▶ Directions for this task:
After finding the line containing "pub _pad: [f32;" below, please output that line and each following one through the line containing "let c = camera(Vec3::new(0.0, -2.8, -2.0), 0.0, 0.0);", exactly as written.

(Stored items)
--- START ---

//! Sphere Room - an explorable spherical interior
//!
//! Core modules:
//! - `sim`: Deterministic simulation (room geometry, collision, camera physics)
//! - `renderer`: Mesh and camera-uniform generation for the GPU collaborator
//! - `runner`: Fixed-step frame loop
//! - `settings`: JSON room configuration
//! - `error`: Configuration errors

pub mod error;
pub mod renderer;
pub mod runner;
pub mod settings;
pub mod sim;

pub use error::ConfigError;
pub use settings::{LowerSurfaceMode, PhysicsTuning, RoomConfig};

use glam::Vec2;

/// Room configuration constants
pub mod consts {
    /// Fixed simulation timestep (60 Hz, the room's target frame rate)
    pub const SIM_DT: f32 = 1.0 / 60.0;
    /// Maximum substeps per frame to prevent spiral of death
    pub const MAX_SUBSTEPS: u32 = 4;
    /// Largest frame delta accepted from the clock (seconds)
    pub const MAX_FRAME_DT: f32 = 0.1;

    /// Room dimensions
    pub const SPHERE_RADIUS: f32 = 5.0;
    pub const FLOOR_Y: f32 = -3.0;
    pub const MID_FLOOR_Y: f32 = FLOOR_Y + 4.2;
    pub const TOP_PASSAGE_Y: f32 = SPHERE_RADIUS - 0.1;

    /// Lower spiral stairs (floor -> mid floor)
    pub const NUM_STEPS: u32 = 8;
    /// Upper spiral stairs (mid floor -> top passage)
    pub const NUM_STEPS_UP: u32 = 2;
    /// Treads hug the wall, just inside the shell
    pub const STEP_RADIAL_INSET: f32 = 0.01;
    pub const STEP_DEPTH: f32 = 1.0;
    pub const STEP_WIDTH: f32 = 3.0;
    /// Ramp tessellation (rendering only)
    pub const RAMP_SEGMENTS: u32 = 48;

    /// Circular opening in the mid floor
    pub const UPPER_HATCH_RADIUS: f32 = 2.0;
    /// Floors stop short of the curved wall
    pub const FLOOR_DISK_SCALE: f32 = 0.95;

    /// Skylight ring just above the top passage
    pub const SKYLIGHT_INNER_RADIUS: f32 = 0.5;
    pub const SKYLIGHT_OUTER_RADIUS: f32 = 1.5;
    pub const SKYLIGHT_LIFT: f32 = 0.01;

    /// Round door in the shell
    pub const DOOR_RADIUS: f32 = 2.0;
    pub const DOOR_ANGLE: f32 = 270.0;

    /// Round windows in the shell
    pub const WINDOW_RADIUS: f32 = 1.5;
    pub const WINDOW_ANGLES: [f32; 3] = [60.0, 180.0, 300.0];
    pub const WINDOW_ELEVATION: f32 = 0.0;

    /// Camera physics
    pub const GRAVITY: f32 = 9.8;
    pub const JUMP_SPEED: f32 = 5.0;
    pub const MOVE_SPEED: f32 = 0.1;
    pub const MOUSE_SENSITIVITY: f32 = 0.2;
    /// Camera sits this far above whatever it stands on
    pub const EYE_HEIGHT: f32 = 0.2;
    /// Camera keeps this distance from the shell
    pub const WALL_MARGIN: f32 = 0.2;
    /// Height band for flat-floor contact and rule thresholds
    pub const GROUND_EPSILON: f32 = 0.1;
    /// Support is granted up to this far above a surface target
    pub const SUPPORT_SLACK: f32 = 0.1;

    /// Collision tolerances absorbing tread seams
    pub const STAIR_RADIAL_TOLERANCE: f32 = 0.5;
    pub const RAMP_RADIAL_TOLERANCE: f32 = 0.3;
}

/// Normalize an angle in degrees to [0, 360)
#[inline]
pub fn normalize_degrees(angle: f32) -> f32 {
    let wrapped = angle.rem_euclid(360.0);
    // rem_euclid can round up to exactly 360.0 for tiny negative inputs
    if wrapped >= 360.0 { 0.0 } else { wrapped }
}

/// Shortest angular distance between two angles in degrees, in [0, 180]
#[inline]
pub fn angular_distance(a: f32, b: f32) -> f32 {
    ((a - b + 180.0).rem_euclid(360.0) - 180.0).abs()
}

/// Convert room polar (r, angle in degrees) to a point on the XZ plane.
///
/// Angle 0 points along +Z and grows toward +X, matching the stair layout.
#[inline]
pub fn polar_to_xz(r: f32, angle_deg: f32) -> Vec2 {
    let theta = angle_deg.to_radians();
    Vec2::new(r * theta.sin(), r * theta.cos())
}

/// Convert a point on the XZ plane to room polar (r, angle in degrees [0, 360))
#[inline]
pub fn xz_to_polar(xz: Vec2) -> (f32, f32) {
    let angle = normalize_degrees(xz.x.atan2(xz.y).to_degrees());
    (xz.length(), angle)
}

--- END ---
--- START ---

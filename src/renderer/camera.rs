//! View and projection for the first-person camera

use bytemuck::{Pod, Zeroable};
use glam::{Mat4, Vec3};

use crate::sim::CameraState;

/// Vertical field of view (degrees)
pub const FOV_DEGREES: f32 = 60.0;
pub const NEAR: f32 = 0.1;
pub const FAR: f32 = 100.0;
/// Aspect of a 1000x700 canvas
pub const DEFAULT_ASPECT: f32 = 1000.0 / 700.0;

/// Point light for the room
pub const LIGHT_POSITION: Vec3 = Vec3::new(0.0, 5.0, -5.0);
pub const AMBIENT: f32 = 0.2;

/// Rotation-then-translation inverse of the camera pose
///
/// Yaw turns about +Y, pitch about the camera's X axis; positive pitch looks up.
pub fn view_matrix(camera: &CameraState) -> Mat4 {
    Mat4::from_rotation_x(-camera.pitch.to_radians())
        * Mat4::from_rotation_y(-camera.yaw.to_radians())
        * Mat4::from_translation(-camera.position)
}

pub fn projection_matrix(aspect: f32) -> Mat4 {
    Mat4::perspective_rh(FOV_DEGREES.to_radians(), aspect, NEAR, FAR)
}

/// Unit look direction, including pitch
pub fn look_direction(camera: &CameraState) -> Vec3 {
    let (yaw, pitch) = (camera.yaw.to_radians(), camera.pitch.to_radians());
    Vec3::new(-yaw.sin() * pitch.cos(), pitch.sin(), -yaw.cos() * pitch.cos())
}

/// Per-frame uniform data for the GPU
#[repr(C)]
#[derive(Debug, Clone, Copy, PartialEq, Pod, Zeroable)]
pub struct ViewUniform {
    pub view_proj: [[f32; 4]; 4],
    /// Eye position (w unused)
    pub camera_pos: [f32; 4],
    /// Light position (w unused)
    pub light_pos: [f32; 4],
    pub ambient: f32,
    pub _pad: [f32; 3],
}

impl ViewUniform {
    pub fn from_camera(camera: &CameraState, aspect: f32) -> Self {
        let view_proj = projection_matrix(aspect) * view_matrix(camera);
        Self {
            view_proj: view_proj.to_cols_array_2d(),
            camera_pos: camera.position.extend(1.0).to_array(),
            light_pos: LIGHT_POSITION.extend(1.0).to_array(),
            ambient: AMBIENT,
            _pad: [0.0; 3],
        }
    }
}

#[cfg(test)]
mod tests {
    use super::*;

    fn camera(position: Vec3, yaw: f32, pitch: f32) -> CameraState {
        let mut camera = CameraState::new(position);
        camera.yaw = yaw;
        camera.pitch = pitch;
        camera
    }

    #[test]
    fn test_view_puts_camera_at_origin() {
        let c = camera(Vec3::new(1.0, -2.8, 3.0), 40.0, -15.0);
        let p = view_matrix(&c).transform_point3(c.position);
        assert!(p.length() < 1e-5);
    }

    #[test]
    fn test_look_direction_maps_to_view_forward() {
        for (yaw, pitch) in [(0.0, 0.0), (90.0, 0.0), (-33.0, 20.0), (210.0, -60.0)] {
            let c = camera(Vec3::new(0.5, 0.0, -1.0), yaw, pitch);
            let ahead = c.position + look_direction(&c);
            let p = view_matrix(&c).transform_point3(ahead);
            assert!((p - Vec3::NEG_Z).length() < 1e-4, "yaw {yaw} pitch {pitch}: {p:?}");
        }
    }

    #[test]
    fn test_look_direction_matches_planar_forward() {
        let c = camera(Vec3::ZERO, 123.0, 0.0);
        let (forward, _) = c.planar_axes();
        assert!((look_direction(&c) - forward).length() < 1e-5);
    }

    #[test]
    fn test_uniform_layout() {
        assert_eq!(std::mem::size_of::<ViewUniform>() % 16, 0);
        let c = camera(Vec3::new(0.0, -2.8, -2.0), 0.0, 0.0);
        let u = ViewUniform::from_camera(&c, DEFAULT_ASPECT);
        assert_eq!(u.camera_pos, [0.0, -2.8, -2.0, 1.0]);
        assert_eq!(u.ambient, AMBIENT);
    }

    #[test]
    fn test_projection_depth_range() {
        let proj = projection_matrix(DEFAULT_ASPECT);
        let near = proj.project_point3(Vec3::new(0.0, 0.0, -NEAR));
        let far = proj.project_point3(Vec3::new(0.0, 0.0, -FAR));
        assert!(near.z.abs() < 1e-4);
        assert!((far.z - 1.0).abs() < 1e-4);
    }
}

--- END ---
--- START ---

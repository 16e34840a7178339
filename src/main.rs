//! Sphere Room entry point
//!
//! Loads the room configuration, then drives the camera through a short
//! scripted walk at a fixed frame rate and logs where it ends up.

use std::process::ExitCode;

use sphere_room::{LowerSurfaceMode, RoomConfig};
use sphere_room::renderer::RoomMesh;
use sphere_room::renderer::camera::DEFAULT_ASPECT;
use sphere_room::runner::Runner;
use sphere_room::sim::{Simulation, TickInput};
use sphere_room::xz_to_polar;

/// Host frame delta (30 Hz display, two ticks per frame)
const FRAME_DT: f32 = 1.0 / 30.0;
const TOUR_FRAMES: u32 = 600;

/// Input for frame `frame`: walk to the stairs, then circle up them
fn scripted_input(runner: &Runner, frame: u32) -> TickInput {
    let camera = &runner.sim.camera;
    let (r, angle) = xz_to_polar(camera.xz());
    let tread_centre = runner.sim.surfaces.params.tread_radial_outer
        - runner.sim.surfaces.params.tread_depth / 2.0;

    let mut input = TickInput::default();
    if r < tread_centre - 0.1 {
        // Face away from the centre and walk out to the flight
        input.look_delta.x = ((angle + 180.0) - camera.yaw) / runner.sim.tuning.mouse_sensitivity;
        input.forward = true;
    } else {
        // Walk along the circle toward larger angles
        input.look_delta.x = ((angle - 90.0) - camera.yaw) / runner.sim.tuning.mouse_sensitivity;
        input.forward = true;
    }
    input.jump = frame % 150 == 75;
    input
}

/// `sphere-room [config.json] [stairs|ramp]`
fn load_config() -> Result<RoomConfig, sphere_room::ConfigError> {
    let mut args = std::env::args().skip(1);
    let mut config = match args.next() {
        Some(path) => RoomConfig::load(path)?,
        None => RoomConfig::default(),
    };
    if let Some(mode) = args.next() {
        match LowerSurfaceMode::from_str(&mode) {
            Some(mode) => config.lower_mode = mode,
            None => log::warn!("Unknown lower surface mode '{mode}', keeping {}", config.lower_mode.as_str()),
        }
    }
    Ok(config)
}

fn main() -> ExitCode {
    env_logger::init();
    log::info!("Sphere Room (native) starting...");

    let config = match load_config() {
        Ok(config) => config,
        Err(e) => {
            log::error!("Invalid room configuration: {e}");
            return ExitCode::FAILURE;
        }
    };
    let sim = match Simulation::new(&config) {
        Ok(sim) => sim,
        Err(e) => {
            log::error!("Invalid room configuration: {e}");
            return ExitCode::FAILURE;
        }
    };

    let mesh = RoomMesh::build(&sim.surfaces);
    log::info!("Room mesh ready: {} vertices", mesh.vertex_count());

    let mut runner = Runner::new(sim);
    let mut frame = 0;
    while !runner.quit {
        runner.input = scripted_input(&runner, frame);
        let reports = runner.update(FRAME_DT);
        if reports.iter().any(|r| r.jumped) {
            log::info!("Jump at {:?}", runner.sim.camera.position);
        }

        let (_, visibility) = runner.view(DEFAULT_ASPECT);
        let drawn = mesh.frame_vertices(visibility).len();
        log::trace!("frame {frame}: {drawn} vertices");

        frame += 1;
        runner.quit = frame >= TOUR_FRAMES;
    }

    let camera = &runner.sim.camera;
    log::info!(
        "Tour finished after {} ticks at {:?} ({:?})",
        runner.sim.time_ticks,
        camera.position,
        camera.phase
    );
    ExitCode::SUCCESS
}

--- END ---

▶ Result:
    pub _pad: [f32; 3],
}

impl ViewUniform {
    pub fn from_camera(camera: &CameraState, aspect: f32) -> Self {
        let view_proj = projection_matrix(aspect) * view_matrix(camera);
        Self {
            view_proj: view_proj.to_cols_array_2d(),
            camera_pos: camera.position.extend(1.0).to_array(),
            light_pos: LIGHT_POSITION.extend(1.0).to_array(),
            ambient: AMBIENT,
            _pad: [0.0; 3],
        }
    }
}

#[cfg(test)]
mod tests {
    use super::*;

    fn camera(position: Vec3, yaw: f32, pitch: f32) -> CameraState {
        let mut camera = CameraState::new(position);
        camera.yaw = yaw;
        camera.pitch = pitch;
        camera
    }

    #[test]
    fn test_view_puts_camera_at_origin() {
        let c = camera(Vec3::new(1.0, -2.8, 3.0), 40.0, -15.0);
        let p = view_matrix(&c).transform_point3(c.position);
        assert!(p.length() < 1e-5);
    }

    #[test]
    fn test_look_direction_maps_to_view_forward() {
        for (yaw, pitch) in [(0.0, 0.0), (90.0, 0.0), (-33.0, 20.0), (210.0, -60.0)] {
            let c = camera(Vec3::new(0.5, 0.0, -1.0), yaw, pitch);
            let ahead = c.position + look_direction(&c);
            let p = view_matrix(&c).transform_point3(ahead);
            assert!((p - Vec3::NEG_Z).length() < 1e-4, "yaw {yaw} pitch {pitch}: {p:?}");
        }
    }

    #[test]
    fn test_look_direction_matches_planar_forward() {
        let c = camera(Vec3::ZERO, 123.0, 0.0);
        let (forward, _) = c.planar_axes();
        assert!((look_direction(&c) - forward).length() < 1e-5);
    }

    #[test]
    fn test_uniform_layout() {
        assert_eq!(std::mem::size_of::<ViewUniform>() % 16, 0);
        let c = camera(Vec3::new(0.0, -2.8, -2.0), 0.0, 0.0);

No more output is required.